## [What this task involves]
Report how many lines in the entries below have the word "also" in them, and give no other words.
########
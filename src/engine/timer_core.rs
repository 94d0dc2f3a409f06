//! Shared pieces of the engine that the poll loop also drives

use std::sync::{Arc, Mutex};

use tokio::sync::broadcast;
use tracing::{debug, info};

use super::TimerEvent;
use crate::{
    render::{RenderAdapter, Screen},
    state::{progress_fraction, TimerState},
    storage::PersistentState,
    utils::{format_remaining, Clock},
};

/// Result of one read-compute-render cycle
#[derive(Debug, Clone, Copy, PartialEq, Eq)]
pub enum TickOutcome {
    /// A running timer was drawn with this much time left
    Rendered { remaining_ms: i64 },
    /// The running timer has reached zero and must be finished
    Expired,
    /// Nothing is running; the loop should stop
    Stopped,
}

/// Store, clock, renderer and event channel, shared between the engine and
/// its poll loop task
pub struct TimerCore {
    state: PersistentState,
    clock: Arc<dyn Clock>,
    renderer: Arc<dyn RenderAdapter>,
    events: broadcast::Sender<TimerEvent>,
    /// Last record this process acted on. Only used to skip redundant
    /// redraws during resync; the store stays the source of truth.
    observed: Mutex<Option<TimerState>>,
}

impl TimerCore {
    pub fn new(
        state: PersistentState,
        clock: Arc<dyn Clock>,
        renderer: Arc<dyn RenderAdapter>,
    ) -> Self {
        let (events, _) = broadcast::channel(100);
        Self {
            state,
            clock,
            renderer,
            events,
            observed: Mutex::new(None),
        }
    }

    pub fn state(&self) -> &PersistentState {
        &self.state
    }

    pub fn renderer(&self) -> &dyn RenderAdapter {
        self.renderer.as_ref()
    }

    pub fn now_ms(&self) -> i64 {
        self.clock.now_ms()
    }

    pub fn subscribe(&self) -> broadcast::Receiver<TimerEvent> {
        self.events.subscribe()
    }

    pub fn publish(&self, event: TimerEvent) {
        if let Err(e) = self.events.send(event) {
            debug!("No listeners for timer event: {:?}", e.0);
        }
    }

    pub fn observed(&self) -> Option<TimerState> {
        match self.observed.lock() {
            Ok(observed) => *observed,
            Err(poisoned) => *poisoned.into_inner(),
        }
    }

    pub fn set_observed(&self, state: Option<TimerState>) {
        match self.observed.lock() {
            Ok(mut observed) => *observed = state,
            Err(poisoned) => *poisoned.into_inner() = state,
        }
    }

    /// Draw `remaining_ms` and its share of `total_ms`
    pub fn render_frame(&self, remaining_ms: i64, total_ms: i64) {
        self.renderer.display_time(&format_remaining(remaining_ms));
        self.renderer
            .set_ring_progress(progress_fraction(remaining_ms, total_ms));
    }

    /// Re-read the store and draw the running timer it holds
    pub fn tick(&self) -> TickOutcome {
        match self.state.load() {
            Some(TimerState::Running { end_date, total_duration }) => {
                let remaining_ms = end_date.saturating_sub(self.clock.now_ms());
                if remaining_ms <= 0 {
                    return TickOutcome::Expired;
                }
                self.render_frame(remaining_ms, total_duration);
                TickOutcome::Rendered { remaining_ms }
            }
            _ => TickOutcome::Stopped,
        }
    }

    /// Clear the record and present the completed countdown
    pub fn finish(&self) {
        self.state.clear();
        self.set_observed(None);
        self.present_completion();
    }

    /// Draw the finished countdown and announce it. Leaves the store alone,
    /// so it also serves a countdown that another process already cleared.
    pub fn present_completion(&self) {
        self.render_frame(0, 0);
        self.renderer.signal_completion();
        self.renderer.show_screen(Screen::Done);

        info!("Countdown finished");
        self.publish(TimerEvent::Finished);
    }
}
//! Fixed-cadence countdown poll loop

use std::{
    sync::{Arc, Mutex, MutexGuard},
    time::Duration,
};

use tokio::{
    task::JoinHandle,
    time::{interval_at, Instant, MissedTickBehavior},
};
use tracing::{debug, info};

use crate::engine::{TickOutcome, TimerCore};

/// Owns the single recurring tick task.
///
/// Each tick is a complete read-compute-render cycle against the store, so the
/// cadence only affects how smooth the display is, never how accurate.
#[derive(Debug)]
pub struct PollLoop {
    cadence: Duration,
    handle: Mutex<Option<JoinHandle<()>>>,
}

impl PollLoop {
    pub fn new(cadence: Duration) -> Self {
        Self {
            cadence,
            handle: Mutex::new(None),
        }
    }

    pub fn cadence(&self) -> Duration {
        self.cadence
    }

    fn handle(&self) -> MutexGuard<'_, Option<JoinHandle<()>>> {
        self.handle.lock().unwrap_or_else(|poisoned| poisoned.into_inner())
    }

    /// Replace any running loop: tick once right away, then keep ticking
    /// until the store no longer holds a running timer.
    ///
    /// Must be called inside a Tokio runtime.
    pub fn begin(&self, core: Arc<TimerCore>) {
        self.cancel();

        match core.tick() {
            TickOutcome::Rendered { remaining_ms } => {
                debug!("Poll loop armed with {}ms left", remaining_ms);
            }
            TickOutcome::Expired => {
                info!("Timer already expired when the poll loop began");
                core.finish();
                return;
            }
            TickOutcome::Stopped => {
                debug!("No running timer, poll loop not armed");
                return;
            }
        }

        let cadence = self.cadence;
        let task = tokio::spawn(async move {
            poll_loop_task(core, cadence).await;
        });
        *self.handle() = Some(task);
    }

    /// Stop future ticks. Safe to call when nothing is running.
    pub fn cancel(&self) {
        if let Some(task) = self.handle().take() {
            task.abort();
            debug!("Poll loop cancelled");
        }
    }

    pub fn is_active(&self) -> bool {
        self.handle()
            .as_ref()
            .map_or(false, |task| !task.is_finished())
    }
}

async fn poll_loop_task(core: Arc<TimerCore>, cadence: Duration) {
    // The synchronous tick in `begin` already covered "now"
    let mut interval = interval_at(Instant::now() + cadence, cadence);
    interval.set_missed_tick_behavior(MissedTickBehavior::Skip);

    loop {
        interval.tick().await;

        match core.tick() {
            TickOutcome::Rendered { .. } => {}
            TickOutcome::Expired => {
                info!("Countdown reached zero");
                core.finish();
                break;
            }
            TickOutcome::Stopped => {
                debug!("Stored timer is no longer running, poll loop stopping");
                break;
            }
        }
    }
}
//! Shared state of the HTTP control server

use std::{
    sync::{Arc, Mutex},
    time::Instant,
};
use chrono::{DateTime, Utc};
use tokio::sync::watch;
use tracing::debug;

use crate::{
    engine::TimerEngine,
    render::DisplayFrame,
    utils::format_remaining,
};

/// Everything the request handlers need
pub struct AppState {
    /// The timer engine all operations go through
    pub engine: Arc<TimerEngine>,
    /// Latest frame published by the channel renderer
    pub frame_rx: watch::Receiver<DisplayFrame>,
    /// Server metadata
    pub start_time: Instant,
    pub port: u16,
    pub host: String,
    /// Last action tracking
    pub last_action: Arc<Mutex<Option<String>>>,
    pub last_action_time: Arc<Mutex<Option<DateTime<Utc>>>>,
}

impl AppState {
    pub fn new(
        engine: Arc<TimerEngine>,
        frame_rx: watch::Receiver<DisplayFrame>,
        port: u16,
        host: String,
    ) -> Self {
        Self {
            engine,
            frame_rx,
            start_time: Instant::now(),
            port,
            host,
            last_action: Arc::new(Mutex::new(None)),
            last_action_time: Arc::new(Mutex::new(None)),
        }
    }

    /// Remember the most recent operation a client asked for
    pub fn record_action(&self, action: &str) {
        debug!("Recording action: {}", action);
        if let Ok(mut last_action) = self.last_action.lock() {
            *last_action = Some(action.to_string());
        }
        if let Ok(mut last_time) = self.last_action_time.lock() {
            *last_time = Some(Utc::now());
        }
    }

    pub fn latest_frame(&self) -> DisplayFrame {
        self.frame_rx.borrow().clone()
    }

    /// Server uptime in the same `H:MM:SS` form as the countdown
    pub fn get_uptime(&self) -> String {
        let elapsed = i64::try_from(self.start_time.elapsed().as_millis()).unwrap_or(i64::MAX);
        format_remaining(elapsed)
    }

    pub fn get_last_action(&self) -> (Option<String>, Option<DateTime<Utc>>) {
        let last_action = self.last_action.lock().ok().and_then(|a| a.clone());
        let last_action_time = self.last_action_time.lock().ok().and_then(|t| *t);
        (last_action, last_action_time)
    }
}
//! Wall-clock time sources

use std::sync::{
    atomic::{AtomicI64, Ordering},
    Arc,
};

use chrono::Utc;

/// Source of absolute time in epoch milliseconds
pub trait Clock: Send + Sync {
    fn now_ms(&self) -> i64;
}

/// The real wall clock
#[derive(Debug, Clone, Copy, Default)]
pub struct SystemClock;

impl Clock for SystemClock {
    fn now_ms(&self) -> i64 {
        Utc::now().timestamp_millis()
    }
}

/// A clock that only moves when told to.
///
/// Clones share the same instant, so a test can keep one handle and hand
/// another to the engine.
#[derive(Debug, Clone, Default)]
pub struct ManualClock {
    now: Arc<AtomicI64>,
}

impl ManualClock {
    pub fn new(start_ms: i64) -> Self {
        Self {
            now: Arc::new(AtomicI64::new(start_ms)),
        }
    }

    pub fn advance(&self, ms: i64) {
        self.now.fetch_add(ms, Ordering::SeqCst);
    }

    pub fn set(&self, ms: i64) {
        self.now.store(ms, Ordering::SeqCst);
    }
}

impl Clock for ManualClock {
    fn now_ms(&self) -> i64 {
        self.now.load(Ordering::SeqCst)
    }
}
########
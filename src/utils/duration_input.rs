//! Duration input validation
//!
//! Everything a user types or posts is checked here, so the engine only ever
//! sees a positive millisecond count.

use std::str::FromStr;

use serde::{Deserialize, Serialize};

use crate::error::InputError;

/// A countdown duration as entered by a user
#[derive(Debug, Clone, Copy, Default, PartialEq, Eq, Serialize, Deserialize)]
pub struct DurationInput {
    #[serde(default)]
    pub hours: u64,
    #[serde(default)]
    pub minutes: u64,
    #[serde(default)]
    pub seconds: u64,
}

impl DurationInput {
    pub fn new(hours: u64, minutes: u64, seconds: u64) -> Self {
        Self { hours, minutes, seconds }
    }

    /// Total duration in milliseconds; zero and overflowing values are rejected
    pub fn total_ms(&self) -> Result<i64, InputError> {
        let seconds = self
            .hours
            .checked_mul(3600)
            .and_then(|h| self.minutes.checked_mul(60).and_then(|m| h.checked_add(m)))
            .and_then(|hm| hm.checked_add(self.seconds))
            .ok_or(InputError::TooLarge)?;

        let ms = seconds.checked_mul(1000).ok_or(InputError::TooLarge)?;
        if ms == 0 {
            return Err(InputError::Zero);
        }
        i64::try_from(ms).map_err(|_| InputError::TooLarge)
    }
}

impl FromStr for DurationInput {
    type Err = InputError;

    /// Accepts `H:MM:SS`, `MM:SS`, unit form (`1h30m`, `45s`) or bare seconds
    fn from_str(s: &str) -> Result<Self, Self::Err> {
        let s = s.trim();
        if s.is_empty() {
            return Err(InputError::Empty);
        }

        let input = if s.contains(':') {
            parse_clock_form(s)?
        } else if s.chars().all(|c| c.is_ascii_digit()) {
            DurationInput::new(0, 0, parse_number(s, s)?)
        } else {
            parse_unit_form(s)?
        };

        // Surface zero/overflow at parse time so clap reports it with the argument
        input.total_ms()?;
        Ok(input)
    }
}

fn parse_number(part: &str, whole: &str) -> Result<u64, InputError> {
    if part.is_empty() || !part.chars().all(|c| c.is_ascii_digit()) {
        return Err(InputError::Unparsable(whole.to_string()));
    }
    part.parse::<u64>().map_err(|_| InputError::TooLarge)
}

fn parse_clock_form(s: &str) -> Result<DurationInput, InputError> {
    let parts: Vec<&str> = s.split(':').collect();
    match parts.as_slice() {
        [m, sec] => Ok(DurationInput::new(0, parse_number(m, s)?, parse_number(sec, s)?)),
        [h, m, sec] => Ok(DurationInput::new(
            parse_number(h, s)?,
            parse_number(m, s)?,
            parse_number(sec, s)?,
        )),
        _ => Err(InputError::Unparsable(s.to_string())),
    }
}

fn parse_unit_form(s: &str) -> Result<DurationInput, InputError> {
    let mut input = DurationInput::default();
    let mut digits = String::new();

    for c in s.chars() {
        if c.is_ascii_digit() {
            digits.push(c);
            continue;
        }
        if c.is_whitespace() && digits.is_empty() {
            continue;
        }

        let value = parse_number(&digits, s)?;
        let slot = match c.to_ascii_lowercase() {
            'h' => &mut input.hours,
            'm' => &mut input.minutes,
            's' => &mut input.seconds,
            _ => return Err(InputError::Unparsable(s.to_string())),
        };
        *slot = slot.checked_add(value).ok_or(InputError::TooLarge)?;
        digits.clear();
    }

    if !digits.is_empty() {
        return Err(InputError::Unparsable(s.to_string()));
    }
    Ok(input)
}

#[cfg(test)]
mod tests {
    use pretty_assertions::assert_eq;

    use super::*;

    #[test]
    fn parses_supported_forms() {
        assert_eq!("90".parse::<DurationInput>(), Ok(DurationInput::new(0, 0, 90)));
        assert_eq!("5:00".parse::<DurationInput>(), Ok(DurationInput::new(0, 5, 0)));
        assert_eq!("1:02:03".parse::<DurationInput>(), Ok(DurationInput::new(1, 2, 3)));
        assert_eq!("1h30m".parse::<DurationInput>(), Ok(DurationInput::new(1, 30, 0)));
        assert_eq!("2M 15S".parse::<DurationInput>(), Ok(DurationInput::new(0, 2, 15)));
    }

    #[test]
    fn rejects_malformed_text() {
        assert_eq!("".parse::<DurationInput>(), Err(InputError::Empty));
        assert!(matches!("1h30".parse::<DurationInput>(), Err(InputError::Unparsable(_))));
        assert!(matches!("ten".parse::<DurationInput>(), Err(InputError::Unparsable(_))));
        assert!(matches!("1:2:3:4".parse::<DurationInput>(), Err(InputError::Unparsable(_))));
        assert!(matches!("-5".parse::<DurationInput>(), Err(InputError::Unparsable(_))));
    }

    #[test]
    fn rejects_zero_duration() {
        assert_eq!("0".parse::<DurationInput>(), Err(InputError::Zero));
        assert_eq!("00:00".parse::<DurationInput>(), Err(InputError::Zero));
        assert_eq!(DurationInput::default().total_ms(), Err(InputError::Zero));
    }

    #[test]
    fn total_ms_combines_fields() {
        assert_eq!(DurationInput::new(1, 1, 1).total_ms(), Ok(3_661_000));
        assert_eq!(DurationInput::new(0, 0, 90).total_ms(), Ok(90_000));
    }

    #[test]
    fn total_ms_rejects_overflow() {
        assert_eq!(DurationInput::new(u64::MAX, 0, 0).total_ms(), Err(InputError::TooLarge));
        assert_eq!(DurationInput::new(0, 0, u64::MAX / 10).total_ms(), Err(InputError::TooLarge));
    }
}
########
## [Answer below]
2